HEALTHY LIVING • JANUARY 13 - 19, 2021
COVID-19 Rounds Out 2020 2020 is over and perhaps that is the only good thing that we can say about it. If I had an eraser and could erase the year in its entirety, I surely would. It is really hard to think of anything positive that came out of last year. It was a year dominated by dishonest politics, terrible economics and a deadly pandemic, which continues to kill thousands of Americans daily. We have lost businesses, our favorite shops and restaurants, and many of our friends. Even now, we have no central plan to tackle the COVID crisis and mass vaccinate our population. The overwhelmingly dominant issue of 2020 was the COVID pandemic and hopefully vaccination will improve our qualities of life in 2021. We were promised 20 million doses of vaccine given by the end of 2020. What we got was about two million. Why? No one is quite sure from where the broken promises emanate. At this current pace, full vaccination will not occur for years. And unfortunately, we do not know how long immunity will last following the vaccine. Three months, six months, a year or longer? Only time will tell. One good piece of news is that is appears that most people want to take
THE SPECIALIST David Bernstein, MD
the vaccine once it becomes available. This is smart. If a person has any concerns about taking the COVID vaccine, that person should weigh the risk of the potential side effects of the vaccine versus the short and long-term effects of having COVID. While the vaccine is commonly associated with arm pain at the injection site, most other side effects appear to be mild. The risk of COVID infection, however, is considerable with both short term complications such as hospitalization and death as well as long-term lingering COVID related problems such as fatigue, brain fog, clotting disorders, chronic pulmonary disease and advanced liver diseases, to name a few.
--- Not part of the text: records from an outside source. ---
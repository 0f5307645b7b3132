//! Line-oriented console prompts.
//!
//! Generic over `BufRead`/`Write` so the orchestration flow can be driven from
//! a script in tests. Invalid answers re-prompt; end of input is an error.

use crate::error::{Error, Result};
use std::io::{BufRead, Write};
use std::str::FromStr;

/// Console prompt over any reader/writer pair.
pub struct Prompter<R, W> {
    input: R,
    output: W,
}

impl Prompter<std::io::StdinLock<'static>, std::io::Stdout> {
    /// Prompter on the process's stdin/stdout.
    pub fn stdio() -> Self {
        Self::new(std::io::stdin().lock(), std::io::stdout())
    }
}

impl<R: BufRead, W: Write> Prompter<R, W> {
    pub fn new(input: R, output: W) -> Self {
        Self { input, output }
    }

    pub fn output(&mut self) -> &mut W {
        &mut self.output
    }

    fn read_line(&mut self) -> Result<String> {
        let mut line = String::new();
        if self.input.read_line(&mut line)? == 0 {
            return Err(Error::InvalidInput("unexpected end of input".into()));
        }
        Ok(line.trim().to_string())
    }

    /// Ask until the answer parses as `T` and passes `check`.
    ///
    /// `check` returns the message shown before asking again.
    pub fn ask<T, F>(&mut self, label: &str, check: F) -> Result<T>
    where
        T: FromStr,
        F: Fn(&T) -> std::result::Result<(), String>,
    {
        loop {
            write!(self.output, "{label}: ")?;
            self.output.flush()?;
            let line = self.read_line()?;
            match line.parse::<T>() {
                Ok(v) => match check(&v) {
                    Ok(()) => return Ok(v),
                    Err(msg) => writeln!(self.output, "{msg}")?,
                },
                Err(_) => writeln!(self.output, "Please enter a whole number.")?,
            }
        }
    }

    /// Ask for an integer `>= min`.
    pub fn ask_at_least(&mut self, label: &str, min: u32) -> Result<u32> {
        self.ask(label, |v: &u32| {
            if *v >= min {
                Ok(())
            } else {
                Err(format!("Value must be at least {min}."))
            }
        })
    }

    /// Yes/no question. An empty answer picks `default`.
    pub fn confirm(&mut self, question: &str, default: bool) -> Result<bool> {
        let hint = if default { "[Y/n]" } else { "[y/N]" };
        loop {
            write!(self.output, "{question} {hint} ")?;
            self.output.flush()?;
            let line = self.read_line()?.to_ascii_lowercase();
            match line.as_str() {
                "" => return Ok(default),
                "y" | "yes" => return Ok(true),
                "n" | "no" => return Ok(false),
                _ => writeln!(self.output, "Please answer y or n.")?,
            }
        }
    }

    /// Block until the user presses Enter.
    pub fn wait_for_enter(&mut self, message: &str) -> Result<()> {
        writeln!(self.output, "{message}")?;
        self.output.flush()?;
        self.read_line().map(|_| ())
    }
}
use padspan::{
    AnalyzerConfig, DeviceCatalog, ExtentStrategy, Recorder, RecorderConfig, Report,
    ScreenGeometry, ScriptedPointer, UsageAreaAnalyzer,
};
use std::time::Duration;

fn main() -> padspan::Result<()> {
    // A tilted back-and-forth stroke, about 8 degrees off horizontal.
    let stroke = (0..300).map(|i| {
        let t = (i % 100) as f64 * 6.0;
        let x = 660.0 + t * 8f64.to_radians().cos();
        let y = 480.0 + t * 8f64.to_radians().sin();
        (x.round() as i32, y.round() as i32)
    });
    let pointer = ScriptedPointer::from_points(stroke).hold_last();

    // 3 s at 100 Hz, without real-time sleeping.
    let samples = Recorder::new(pointer, RecorderConfig::new(Duration::from_secs(3)))
        .with_sleeper(|_| {})
        .record();

    let device = DeviceCatalog::builtin().find("Wacom", "CTL-472 (One by Wacom S)")?;
    let screen = ScreenGeometry::new(1920, 1080)?;

    for strategy in [ExtentStrategy::BoundingBox, ExtentStrategy::peak_near_extremes()] {
        let analyzer = UsageAreaAnalyzer::new(AnalyzerConfig {
            strategy,
            ..AnalyzerConfig::default()
        });
        let outcome = analyzer.analyze(&samples, &device, &screen);
        println!(
            "{}",
            Report {
                device: &device,
                outcome: &outcome,
                strategy,
                samples: samples.len(),
            }
        );
    }
    Ok(())
}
The Advisory Committee on Immunization Practices, a section
of the Centers for Disease Control, has outlined four ethical principles for how the COVID vaccine should be used. These principles are that the vaccine be given in a way to maximize benefits and minimize harms, that it be given in a fair way that mitigates health inequalities and that vaccines be distributed in a transparent fashion. The group has recommended that the first group to receive vaccines should be health care personnel and long-term care facility residents followed by essential frontline workers and persons 75 years of age and older followed by persons aged 65-74, persons aged 16-64 with risk high risk medical conditions and essential workers not recommended for vaccination in the second phase. After these groups have been successfully vaccinated, all persons 16 years of age and older not previously recommended for vaccination should be vaccinated. The question that remains unanswered is, “Where can people get the vaccine?” Once again, this remains to be determined. So, what lessons can we learn from 2020 COVID crisis as we enter what hopefully will be a better 2021?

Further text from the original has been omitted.